EXERCISE PROMPT:
Where a line in the listing below holds "await", add it to the tally, and reply with that tally alone.

PROVIDED DATA:
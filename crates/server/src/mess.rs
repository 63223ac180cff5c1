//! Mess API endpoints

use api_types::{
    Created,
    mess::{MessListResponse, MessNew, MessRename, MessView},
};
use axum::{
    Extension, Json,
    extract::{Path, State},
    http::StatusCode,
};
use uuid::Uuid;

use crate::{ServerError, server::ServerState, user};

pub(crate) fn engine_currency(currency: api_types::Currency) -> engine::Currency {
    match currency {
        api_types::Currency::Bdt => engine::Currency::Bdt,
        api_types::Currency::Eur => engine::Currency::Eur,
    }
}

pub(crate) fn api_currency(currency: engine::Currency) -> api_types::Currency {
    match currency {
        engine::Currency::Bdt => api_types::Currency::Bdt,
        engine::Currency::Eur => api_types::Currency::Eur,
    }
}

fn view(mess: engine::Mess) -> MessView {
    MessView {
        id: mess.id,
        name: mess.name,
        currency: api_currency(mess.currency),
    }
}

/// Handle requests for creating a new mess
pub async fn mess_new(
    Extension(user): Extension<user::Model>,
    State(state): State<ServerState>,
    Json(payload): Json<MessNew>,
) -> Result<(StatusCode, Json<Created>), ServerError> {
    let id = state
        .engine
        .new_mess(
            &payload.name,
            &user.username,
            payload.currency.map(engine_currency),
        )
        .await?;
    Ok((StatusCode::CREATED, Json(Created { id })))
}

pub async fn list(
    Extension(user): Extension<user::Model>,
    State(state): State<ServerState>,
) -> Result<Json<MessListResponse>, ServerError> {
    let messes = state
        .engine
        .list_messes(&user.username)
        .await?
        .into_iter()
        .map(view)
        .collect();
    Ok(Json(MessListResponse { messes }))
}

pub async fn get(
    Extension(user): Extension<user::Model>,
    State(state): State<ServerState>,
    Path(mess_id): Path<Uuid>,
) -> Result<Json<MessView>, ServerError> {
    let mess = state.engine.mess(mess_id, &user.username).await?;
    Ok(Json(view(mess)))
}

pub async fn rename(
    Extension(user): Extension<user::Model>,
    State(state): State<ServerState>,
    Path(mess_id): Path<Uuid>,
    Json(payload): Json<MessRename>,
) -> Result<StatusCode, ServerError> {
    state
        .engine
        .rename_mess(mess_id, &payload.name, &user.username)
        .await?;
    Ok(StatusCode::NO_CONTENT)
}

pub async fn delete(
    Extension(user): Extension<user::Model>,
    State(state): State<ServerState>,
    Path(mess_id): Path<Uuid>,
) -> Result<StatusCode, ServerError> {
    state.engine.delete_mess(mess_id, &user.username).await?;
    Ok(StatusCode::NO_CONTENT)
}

ANSWER BOX:
5